Based on this and the previous sections we recommend the following approach: For most studies in which \({\dot{\text{V}}\text{O}}_{{{\text{2max}}}} /{\dot{\text{V}}\text{O}}_{{{\text{2peak}}}}\) serves as a descriptive variable (like, age or sex) only, it seems to be sufficient to verify \({\dot{\text{V}}\text{O}}_{{{\text{2peak}}}}\) by the use of adequate and age-adjusted secondary exhaustion criteria [18, 19]. For all studies in which \({\dot{\text{V}}\text{O}}_{{{\text{2max}}}} /{\dot{\text{V}}\text{O}}_{{{\text{2peak}}}}\) is a main outcome, the \({\dot{\text{V}}\text{O}}_{{{\text{2}}}}\) profile should be checked for the occurrence of a \({\dot{\text{V}}\text{O}}_{{{\text{2pl}}}}\) by setting the cut-off at 50% of the increase in the submaximal intensity domain and using rather large sampling intervals (see Sect. 2.1). If no \({\dot{\text{V}}\text{O}}_{{{\text{2pl}}}}\) occurs a (submaximal) verification test should be performed, which allows for a sufficient duration of the verification bout (see Sect. 2.3.3) to ensure that \({\dot{\text{V}}\text{O}}_{{{\text{2peak}}}}\) is close as possible to \({\dot{\text{V}}\text{O}}_{{{\text{2max}}}}\). This seems to be especially recommendable in sedentary and clinical populations [98, 99] In contrast, for highly endurance-trained participants this approach seems to be an insufficient because they do not achieve \({\dot{\text{V}}\text{O}}_{{{\text{2max}}}}\) during short-lasting constant load tests [95,96,97].

5 Conclusions

A substantial fraction of studies used inappropriate \({\dot{\text{V}}\text{O}}_{{{\text{2pl}}}}\) definitions and approaches such that the validity of their findings is limited. As a result, it is unclear whether the \({\dot{\text{V}}\text{O}}_{{{\text{2pl}}}}\)incidence depends on exercise mode or incremental rate (see Sects. 2.2 and 2.3.1). Furthermore, there is no convincing evidence for the assumption that there is a higher \({\dot{\text{V}}\text{O}}_{{{\text{2pl}}}}\) incidence in classically discontinuous tests compared to continuous incremental tests (see Sect. 2.3.2). Since most studies that evaluated supramaximal verification phases, reported insufficient durations of the verification bouts, there is also rather limited evidence for an advantage of supramaximal verification tests approaches over single incremental test procedures in the determination of a \({\dot{\text{V}}\text{O}}_{{{\text{2pl}}}}\) and \({\dot{\text{V}}\text{O}}_{{{\text{2max}}}}\) (see Sect. 2.3.3). Preliminary evidence suggests that the occurrence of a \({\dot{\text{V}}\text{O}}_{{{\text{2pl}}}}\) is determined by physiological factors like anaerobic capacity, \({\dot{\text{V}}\text{O}}_{{2}}\)-kinetics and accumulation of metabolites in the submaximal intensity domain.
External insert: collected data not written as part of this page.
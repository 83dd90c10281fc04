//! Tagged constant values.
//!
//! These are the scalar values an algebra tree can embed as constants.
//! Each tag is preserved exactly through rewriting and lowering: an
//! `Int32` never widens to `Int64` or decays to `Double` on the way to
//! the lowered plan.

use std::fmt;

use chrono::{DateTime, NaiveDateTime};
use rust_decimal::Decimal;

/// A constant scalar value carried by the algebra.
#[derive(Debug, Clone, PartialEq)]
pub enum Value {
    /// UTF-8 string.
    String(String),
    /// 32-bit signed integer.
    Int32(i32),
    /// 64-bit signed integer.
    Int64(i64),
    /// IEEE 754 double.
    Double(f64),
    /// High-precision decimal.
    Decimal(Decimal),
    /// Raw engine timestamp (opaque 64-bit value, ordered).
    Timestamp(u64),
    /// Calendar date-time with millisecond precision.
    Date(NaiveDateTime),
    /// Boolean.
    Boolean(bool),
}

impl Value {
    /// Creates a string value.
    pub fn string(s: impl Into<String>) -> Self {
        Self::String(s.into())
    }

    /// Creates a date value from milliseconds since the Unix epoch.
    ///
    /// Returns `None` if the millisecond count is outside chrono's
    /// representable range.
    #[must_use]
    pub fn date_from_millis(millis: i64) -> Option<Self> {
        DateTime::from_timestamp_millis(millis).map(|dt| Self::Date(dt.naive_utc()))
    }

    /// The name of this value's tag, for diagnostics.
    #[must_use]
    pub const fn type_name(&self) -> &'static str {
        match self {
            Self::String(_) => "string",
            Self::Int32(_) => "int32",
            Self::Int64(_) => "int64",
            Self::Double(_) => "double",
            Self::Decimal(_) => "decimal",
            Self::Timestamp(_) => "timestamp",
            Self::Date(_) => "date",
            Self::Boolean(_) => "boolean",
        }
    }

    /// Returns the boolean payload, if this is a boolean.
    #[must_use]
    pub const fn as_boolean(&self) -> Option<bool> {
        match self {
            Self::Boolean(b) => Some(*b),
            _ => None,
        }
    }

    /// Whether this value is the boolean `true`.
    #[must_use]
    pub const fn is_true(&self) -> bool {
        matches!(self, Self::Boolean(true))
    }
}

impl fmt::Display for Value {
    fn fmt(&self, f: &mut fmt::Formatter<'_>) -> fmt::Result {
        match self {
            Self::String(s) => write!(f, "\"{s}\""),
            Self::Int32(v) => write!(f, "{v}"),
            Self::Int64(v) => write!(f, "{v}l"),
            Self::Double(v) => write!(f, "{v}"),
            Self::Decimal(v) => write!(f, "{v}dec"),
            Self::Timestamp(v) => write!(f, "Timestamp({v})"),
            Self::Date(v) => write!(f, "Date({v})"),
            Self::Boolean(v) => write!(f, "{v}"),
        }
    }
}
Subsequent studies should take more attention to the use of valid \({\dot{\text{V}}\text{O}}_{{{\text{2pl}}}}\) definitions to avoid that their findings are biased by a high risk of false \({\dot{\text{V}}\text{O}}_{{{\text{2pl}}}}\) diagnoses. Therefore, cut-offs should be set at 50% of the corresponding increase in \({\dot{\text{V}}\text{O}}_{{2}}\) in the submaximal intensity domain and rather large sampling intervals should be used to enable an equal risk of false-positive and false-negative \({\dot{\text{V}}\text{O}}_{{{\text{2pl}}}}\) diagnoses as well as to account for the ventilation-induced variability of \({\dot{\text{V}}\text{O}}_{{2}}\) (see Sect. 2.1). If verification bouts are used to verify the achievement of \({\dot{\text{V}}\text{O}}_{{{\text{2max}}}} /{\dot{\text{V}}\text{O}}_{{{\text{2peak}}}}\), it should be ensured that they can be sustained for sufficient durations to enable \({\dot{\text{V}}\text{O}}_{{2}}\) to rise to the maximum value.